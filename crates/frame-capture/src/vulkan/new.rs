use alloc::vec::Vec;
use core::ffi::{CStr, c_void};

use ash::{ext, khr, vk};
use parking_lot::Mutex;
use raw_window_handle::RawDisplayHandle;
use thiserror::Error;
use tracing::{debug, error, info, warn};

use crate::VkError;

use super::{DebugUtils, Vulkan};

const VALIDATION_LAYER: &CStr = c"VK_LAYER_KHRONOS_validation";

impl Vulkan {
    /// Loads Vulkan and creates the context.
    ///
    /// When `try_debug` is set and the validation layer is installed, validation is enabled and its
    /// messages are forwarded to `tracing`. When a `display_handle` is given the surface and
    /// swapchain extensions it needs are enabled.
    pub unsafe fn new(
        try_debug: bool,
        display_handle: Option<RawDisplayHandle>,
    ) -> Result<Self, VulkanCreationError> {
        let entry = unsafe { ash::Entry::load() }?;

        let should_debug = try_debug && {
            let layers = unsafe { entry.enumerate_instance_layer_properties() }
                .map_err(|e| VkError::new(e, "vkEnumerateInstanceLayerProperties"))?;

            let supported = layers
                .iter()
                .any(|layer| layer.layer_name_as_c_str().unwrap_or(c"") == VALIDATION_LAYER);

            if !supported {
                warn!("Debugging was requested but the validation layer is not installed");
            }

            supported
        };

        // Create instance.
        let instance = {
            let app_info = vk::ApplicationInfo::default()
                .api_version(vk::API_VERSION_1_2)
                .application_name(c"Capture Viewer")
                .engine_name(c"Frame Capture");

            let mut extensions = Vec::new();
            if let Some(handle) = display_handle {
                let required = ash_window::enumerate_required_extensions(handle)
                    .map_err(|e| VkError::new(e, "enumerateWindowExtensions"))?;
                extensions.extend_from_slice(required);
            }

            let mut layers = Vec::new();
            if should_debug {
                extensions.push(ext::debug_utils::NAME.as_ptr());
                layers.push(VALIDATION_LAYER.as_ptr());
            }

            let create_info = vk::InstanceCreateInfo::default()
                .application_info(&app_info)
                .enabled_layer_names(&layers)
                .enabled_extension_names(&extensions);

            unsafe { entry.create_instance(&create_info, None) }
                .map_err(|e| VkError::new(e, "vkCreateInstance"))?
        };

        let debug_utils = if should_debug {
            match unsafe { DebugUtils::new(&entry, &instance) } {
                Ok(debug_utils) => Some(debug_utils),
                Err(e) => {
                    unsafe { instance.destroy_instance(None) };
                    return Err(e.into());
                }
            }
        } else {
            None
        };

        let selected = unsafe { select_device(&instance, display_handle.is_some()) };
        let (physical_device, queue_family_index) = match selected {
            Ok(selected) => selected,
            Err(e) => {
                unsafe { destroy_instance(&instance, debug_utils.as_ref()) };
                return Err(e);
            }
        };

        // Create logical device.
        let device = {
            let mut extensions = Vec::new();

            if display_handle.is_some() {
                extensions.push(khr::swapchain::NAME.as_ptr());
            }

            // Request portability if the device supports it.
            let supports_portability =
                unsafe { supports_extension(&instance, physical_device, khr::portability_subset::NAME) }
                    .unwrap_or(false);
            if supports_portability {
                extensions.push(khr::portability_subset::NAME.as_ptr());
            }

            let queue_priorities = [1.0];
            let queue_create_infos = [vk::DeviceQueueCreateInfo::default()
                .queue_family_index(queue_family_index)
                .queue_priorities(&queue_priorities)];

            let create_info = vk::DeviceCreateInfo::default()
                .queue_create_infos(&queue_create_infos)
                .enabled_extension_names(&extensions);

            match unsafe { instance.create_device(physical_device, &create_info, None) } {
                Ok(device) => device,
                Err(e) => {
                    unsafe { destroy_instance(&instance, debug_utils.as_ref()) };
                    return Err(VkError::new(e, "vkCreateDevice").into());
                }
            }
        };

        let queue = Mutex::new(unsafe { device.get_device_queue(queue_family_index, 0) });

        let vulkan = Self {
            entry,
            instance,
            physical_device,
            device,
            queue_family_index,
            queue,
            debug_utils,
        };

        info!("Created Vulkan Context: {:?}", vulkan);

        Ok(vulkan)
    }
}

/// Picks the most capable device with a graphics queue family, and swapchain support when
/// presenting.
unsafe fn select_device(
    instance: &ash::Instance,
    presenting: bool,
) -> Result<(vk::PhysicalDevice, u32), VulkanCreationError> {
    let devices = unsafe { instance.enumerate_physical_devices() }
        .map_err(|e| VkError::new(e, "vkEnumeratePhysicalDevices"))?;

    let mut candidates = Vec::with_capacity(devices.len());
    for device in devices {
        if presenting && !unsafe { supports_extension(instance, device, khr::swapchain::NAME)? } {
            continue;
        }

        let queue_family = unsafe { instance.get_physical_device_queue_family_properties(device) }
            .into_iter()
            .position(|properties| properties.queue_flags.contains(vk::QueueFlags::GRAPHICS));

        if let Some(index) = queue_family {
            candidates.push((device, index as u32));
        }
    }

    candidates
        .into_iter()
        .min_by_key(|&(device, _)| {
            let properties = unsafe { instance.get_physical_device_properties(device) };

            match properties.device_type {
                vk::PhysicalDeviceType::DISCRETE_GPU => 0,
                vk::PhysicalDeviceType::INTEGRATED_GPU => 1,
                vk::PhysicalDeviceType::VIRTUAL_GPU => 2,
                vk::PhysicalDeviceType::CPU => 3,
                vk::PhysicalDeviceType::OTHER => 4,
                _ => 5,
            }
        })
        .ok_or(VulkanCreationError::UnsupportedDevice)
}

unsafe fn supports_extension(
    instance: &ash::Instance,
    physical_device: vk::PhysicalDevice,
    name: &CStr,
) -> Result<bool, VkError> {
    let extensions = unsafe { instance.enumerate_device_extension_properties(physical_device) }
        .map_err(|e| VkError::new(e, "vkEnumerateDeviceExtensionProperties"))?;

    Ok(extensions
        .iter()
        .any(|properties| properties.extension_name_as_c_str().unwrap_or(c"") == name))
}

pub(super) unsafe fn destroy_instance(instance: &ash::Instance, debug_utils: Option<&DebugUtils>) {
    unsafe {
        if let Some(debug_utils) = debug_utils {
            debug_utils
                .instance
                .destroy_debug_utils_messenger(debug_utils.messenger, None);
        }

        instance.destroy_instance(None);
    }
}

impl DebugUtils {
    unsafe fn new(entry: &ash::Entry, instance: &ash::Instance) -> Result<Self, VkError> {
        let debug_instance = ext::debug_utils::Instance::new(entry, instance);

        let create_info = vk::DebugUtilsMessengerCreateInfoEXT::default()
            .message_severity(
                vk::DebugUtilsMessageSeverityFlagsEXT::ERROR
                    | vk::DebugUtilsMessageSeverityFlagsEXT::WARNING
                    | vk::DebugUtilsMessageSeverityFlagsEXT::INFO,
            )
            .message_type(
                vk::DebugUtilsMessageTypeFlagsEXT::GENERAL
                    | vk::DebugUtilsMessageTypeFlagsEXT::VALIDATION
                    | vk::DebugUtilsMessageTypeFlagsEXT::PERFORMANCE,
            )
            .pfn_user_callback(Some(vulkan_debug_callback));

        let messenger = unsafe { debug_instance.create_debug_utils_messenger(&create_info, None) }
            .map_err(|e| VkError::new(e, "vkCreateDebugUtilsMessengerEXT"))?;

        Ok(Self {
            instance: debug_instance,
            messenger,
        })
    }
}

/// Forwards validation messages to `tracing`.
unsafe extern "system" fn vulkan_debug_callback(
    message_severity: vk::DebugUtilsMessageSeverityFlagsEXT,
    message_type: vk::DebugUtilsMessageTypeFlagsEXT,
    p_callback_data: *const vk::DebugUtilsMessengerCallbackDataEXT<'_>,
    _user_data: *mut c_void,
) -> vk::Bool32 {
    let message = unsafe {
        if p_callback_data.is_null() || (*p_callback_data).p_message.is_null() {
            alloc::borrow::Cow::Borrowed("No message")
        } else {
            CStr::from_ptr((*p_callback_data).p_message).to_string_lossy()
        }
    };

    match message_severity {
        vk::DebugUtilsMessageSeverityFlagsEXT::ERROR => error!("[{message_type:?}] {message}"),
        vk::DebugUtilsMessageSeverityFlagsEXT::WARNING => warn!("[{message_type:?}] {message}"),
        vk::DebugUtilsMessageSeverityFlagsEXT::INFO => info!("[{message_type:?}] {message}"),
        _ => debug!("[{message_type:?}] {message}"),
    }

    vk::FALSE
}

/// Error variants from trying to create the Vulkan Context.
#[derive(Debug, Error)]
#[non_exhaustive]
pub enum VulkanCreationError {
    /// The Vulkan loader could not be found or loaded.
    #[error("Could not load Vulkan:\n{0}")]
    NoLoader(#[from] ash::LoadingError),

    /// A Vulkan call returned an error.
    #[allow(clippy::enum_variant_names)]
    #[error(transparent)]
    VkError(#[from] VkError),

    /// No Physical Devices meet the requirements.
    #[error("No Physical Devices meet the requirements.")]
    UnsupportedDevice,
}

HOW TO COMPLETE THIS TASK
Of the records above, copy each line that includes "swapchain".

EXERCISE ANSWER
    /// swapchain extensions it needs are enabled.
                extensions.push(khr::swapchain::NAME.as_ptr());
/// Picks the most capable device with a graphics queue family, and swapchain support when
        if presenting && !unsafe { supports_extension(instance, device, khr::swapchain::NAME)? } {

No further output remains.